O Banco Central acredita que o ano 2020, inspira optimismo. Projecta-se um crescimento da economia na ordem de 3,5%. «Espera-se um maior incremento da actividade económica para 2020, sendo espectável uma maior aceleração da taxa de crescimento do PIB a rondar os 3,5 na sequência da execução do programa de investimento público com financiamentos do Banco Mundial, Banco Africano de Desenvolvimento, a República Popular da China dentre outros parceiros estratégicos para São Tomé e Príncipe», frisou.

Dados divulgados pelo Banco Central evidenciam o grande desequilíbrio entre a exportação e a importação em São Tomé e Príncipe.

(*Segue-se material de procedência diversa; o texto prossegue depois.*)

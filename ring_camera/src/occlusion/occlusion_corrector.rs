/// Occlusion correction - keeps the camera in front of geometry between it
/// and the subject.
///
/// A ray is cast from the subject towards the ideal camera position. On a
/// hit the orbit offset is rescaled by `(hit - offset) / hypotenuse`, which
/// puts the unzoomed camera `offset` in front of the surface. Re-run every
/// frame.

use glam::Vec3;
use crate::pose::OrbitOffset;
use crate::rig_trace;
use crate::rig_warn;
use super::raycaster::Raycaster;

/// Clipping settings
#[derive(Debug, Clone, Copy, PartialEq)]
pub struct ClippingConfig {
    /// Cast the occlusion ray at all
    pub enabled: bool,
    /// Distance kept between the camera and the blocking surface
    pub offset: f32,
}

impl Default for ClippingConfig {
    fn default() -> Self {
        Self { enabled: true, offset: 0.0 }
    }
}

#[derive(Debug, Clone, Copy, Default, PartialEq)]
pub struct OcclusionCorrector {
    pub config: ClippingConfig,
}

impl OcclusionCorrector {
    pub fn new(config: ClippingConfig) -> Self {
        Self { config }
    }

    /// Correct `reference` against the geometry seen by `raycaster`.
    ///
    /// `raycast_distance` is the geometric ring hypotenuse (not the
    /// zoom-adjusted distance). Misses, failures and a disabled config all
    /// return `reference` unchanged.
    pub fn correct(
        &self,
        raycaster: &dyn Raycaster,
        subject_position: Vec3,
        ideal_position: Vec3,
        raycast_distance: f32,
        reference: OrbitOffset,
    ) -> OrbitOffset {
        if !self.config.enabled || !(raycast_distance > 0.0) {
            return reference;
        }

        let direction = (ideal_position - subject_position).normalize_or_zero();
        if direction == Vec3::ZERO {
            return reference;
        }

        let hit = match raycaster.raycast(subject_position, direction, raycast_distance) {
            Ok(Some(hit)) if hit.distance <= raycast_distance => hit,
            Ok(_) => return reference,
            Err(e) => {
                rig_warn!("ringcam::Occlusion", "Ray query failed, keeping uncorrected pose: {}", e);
                return reference;
            }
        };

        // Clamped: an offset larger than the hit would flip the camera through the subject
        let safe_distance = (hit.distance - self.config.offset).max(0.0);
        // Ratios against the geometric hypotenuse, so a zoomed distance scales with them
        let sin = reference.height / raycast_distance;
        let cos = reference.distance / raycast_distance;

        rig_trace!("ringcam::Occlusion", "Hit at {:.3}, pulling camera in to {:.3}", hit.distance, safe_distance);

        OrbitOffset::new(safe_distance * sin, safe_distance * cos)
    }
}

#[cfg(test)]
#[path = "occlusion_corrector_tests.rs"]
mod tests;
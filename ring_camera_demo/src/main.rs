//! Headless ring camera demo
//!
//! A subject walks through a small courtyard (floor, two walls and a few
//! pillars) driven by a scripted input stream, while the orbit camera follows
//! it and pulls in whenever geometry gets between them.

mod player;

use glam::{Quat, Vec3};
use ring_camera::ringcam::controller::CameraConfig;
use ring_camera::ringcam::input::AxisMap;
use ring_camera::ringcam::log::{DefaultLogger, LogEntry, LogSeverity, Logger};
use ring_camera::ringcam::pose::CameraPose;
use ring_camera::ringcam::{OrbitCameraController, Result, Rig};
use ring_camera::{rig_error, rig_info};
use ring_camera_collision::{Collider, CollisionWorld};
use player::PlayerMover;

const FIXED_DT: f32 = 1.0 / 60.0;
const DEMO_SECONDS: u32 = 12;

/// Console logger that drops entries below `min`
struct FilteredLogger {
    min: LogSeverity,
}

impl Logger for FilteredLogger {
    fn log(&self, entry: &LogEntry) {
        if entry.severity >= self.min {
            DefaultLogger.log(entry);
        }
    }
}

fn build_courtyard() -> Result<CollisionWorld> {
    let mut world = CollisionWorld::new();
    world.insert(Collider::plane(Vec3::new(0.0, -0.5, 0.0), Vec3::Y))?;
    world.insert(Collider::plane(Vec3::new(0.0, 0.0, 6.0), Vec3::NEG_Z))?;
    world.insert(Collider::plane(Vec3::new(-8.0, 0.0, 0.0), Vec3::X))?;
    for x in [-4.0, 0.0, 4.0] {
        world.insert(Collider::sphere(Vec3::new(x, 0.5, 3.0), 0.6))?;
    }
    world.insert(Collider::aabb(Vec3::new(2.0, -0.5, -6.0), Vec3::new(4.0, 2.0, -4.0)))?;
    Ok(world)
}

/// Scripted stick input for second `t`
fn script_axes(axes: &mut AxisMap, t: f32) {
    axes.clear_values();
    match t as u32 {
        // Walk forward, then strafe right
        0..=2 => axes.set("Vertical", 1.0),
        3..=4 => axes.set("Horizontal", 1.0),
        // Orbit the camera while standing still
        5..=6 => axes.set("Mouse X", 0.6),
        // Look from above, then from below
        7 => axes.set("Mouse Y", -0.05),
        8 => axes.set("Mouse Y", 0.08),
        // Sprint back towards the wall
        _ => {
            axes.set("Vertical", -1.0);
            axes.set("Mouse X", -0.2);
        }
    }
}

fn run() -> Result<()> {
    let world = build_courtyard()?;
    let config = CameraConfig::default().with_clipping(true, 0.2);
    let mut camera = OrbitCameraController::new(config)?;
    let mut player = PlayerMover::new(Vec3::ZERO, 0.15);
    let mut axes = AxisMap::new();

    // Camera pose the player steers by; refreshed every tick
    let mut view = CameraPose::new(Vec3::new(0.0, 1.4, 5.0), Quat::IDENTITY);
    let steps = DEMO_SECONDS * (1.0 / FIXED_DT) as u32;

    for step in 0..steps {
        let t = step as f32 * FIXED_DT;
        script_axes(&mut axes, t);

        player.step(FIXED_DT, &view, &axes);
        let subject = player.frame();
        let input = camera.read_input(&axes);

        if let Some(pose) = camera.tick(FIXED_DT, input, Some(&subject), Some(subject.position), &world) {
            view = pose;
        }

        if step % 60 == 0 {
            let state = camera.state();
            rig_info!("demo", "t={:>5.2}s subject=({:.2}, {:.2}, {:.2}) speed={:.2} camera=({:.2}, {:.2}, {:.2}) azimuth={:.1} height={:.2} distance={:.2}/{:.2}",
                t,
                subject.position.x, subject.position.y, subject.position.z,
                subject.speed().unwrap_or(0.0),
                view.position.x, view.position.y, view.position.z,
                state.azimuth_degrees, state.reference_height,
                state.clipping_distance, state.reference_distance);
        }
    }

    for gizmo in camera.gizmos(&player.frame()) {
        rig_info!("demo", "gizmo {:?}: center=({:.2}, {:.2}, {:.2}) radius={:.2}",
            gizmo.kind, gizmo.center.x, gizmo.center.y, gizmo.center.z, gizmo.radius);
    }
    rig_info!("demo", "Finished after {} ticks ({:.1}s)", camera.tick_count(), camera.elapsed());
    Ok(())
}

fn main() {
    Rig::set_logger(FilteredLogger { min: LogSeverity::Debug });

    if let Err(e) = run() {
        rig_error!("demo", "Demo aborted: {}", e);
        std::process::exit(1);
    }
}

Da exportação que gera divisas para um país, São Tomé e Príncipe só arrecada 7,5 milhões de dólares por ano. Cacau é o principal produto de exportação do país.
Por outro lado, da importação que pode significar compra de produtos e serviços no estrangeiro, São Tomé e Príncipe gasta mais de 105 milhões de dólares por ano.

Abel Veiga

    3 comentários

3 comentários

  1. sol

    31 de Dezembro de 2019 as 9:44

    Como falar de agricultura, se não investem nos agricultores que realmente estão a trabalhar com afinco. Coisa para Cabo-Verde. APOEM AGRICULTURES POR FAVOR.-

  2. gualter vera Cruz

    31 de Dezembro de 2019 as 14:19

    Com esse resultado, indica que as pessoas estão com menos capacidade de compra e consequentemente mais pobre.

  3. SEMPRE AMIGO

    1 de Janeiro de 2020 as 17:09

    SENHOR GOVERNADOR! Pode nos dizer ,á nós 200.000,o que é que pretendeu com o seu discursos pronunciado por ocasião da instalação da sua “equipa” no ponposo edifício do novo Banco?Quis despreocupar o público(200.000)informando-lhe que todos os funcionários do Banco,os do activo e também os do passivo, já dispõem de instalações principescas, prontos para o combate, para melhorar a vida deste povo sofredor?Ou será que oSENHOR GOVERNADOR quis aconselhar nos(200.000) a apertar ainda mais os nossos esburacados cintos, porque o país esta doente,prque”as reservas internacionais líquidas garantem apenas 1,6 meses de importação”? O que é que devemos fazer? O SENHOR GOVERNADOR ,para nosso maior desconsolo,e emmbalado na sua doutoral intervenção,informa-nos “que da nossa exportação que gera divisas não obtemos mais do que 7,5 milhões de dólares(não sei onde é que foi buscar esse número tão optimista!) e que o valor das nossas importações anuais é superior a 105 milhões de dólares? Credo s.g,?NON NA CÁ GUENTÉ FA! O pior de tudo isso é que nós(os 200.00 menos os SENHORES)não só não sabemos o que fazer nem como fazer, assim como não recebemos da parte do poder nenhuma orientação.No entanto,obrigado senhor governador do banco por tentar animar-nos,quando no seu discurso afirma que “espera-se um maior incremento da actividade económica para 2020,sendo espctável uma maior aceleração da taxa de crescimento do PIB a rondar os 3,5″Números estatístico…….que me fazem lembrar que há três tipos de mentiras :mentira comum,a mentira deslavada e a estatística. SENhor GOVERnador! Peço desculpas mas termino o meu comentário com a reflexão do filósofo Leandro KARNAL.:TEMO A VERDADE DO HOMEM QUE LEU UM LIVRO SÓ.